§ **Work required**: Each line of the material holding the word "GatedOracle" must be identified and copied.

§ **Data records**:
★ ★ ★

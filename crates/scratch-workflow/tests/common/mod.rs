//! Oracle doubles shared by the workflow integration tests.

#![allow(dead_code)]

use std::sync::Arc;

use parking_lot::Mutex;
use scratch_core::{CardCode, Version};
use scratch_oracle::{OracleError, VersionOracle};
use tokio::sync::Notify;

/// Oracle that answers from a fixed script and records every code it saw.
#[derive(Clone)]
pub struct ScriptedOracle {
    answer: Result<i64, String>,
    calls: Arc<Mutex<Vec<CardCode>>>,
}

impl ScriptedOracle {
    pub fn version(version: i64) -> Self {
        Self {
            answer: Ok(version),
            calls: Arc::default(),
        }
    }

    pub fn failing(message: &str) -> Self {
        Self {
            answer: Err(message.to_string()),
            calls: Arc::default(),
        }
    }

    pub fn calls(&self) -> Vec<CardCode> {
        self.calls.lock().clone()
    }
}

impl VersionOracle for ScriptedOracle {
    async fn get_version(&self, code: &CardCode) -> Result<Version, OracleError> {
        self.calls.lock().push(code.clone());
        match &self.answer {
            Ok(version) => Ok(Version(*version)),
            Err(message) => Err(OracleError::Unavailable(message.clone())),
        }
    }
}

/// Oracle that holds every call until the test opens the gate.
#[derive(Clone)]
pub struct GatedOracle {
    version: i64,
    gate: Arc<Notify>,
    entered: Arc<Notify>,
}

impl GatedOracle {
    pub fn new(version: i64) -> Self {
        Self {
            version,
            gate: Arc::new(Notify::new()),
            entered: Arc::new(Notify::new()),
        }
    }

    /// Wait until a call is parked at the gate.
    pub async fn wait_entered(&self) {
        self.entered.notified().await;
    }

    /// Let one parked call through.
    pub fn open(&self) {
        self.gate.notify_one();
    }
}

impl VersionOracle for GatedOracle {
    async fn get_version(&self, _code: &CardCode) -> Result<Version, OracleError> {
        self.entered.notify_one();
        self.gate.notified().await;
        Ok(Version(self.version))
    }
}

pub fn code(raw: &str) -> CardCode {
    CardCode::new(raw).unwrap()
}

★ ★ ★

§ **Expected answer**:
pub struct GatedOracle {
impl GatedOracle {
impl VersionOracle for GatedOracle {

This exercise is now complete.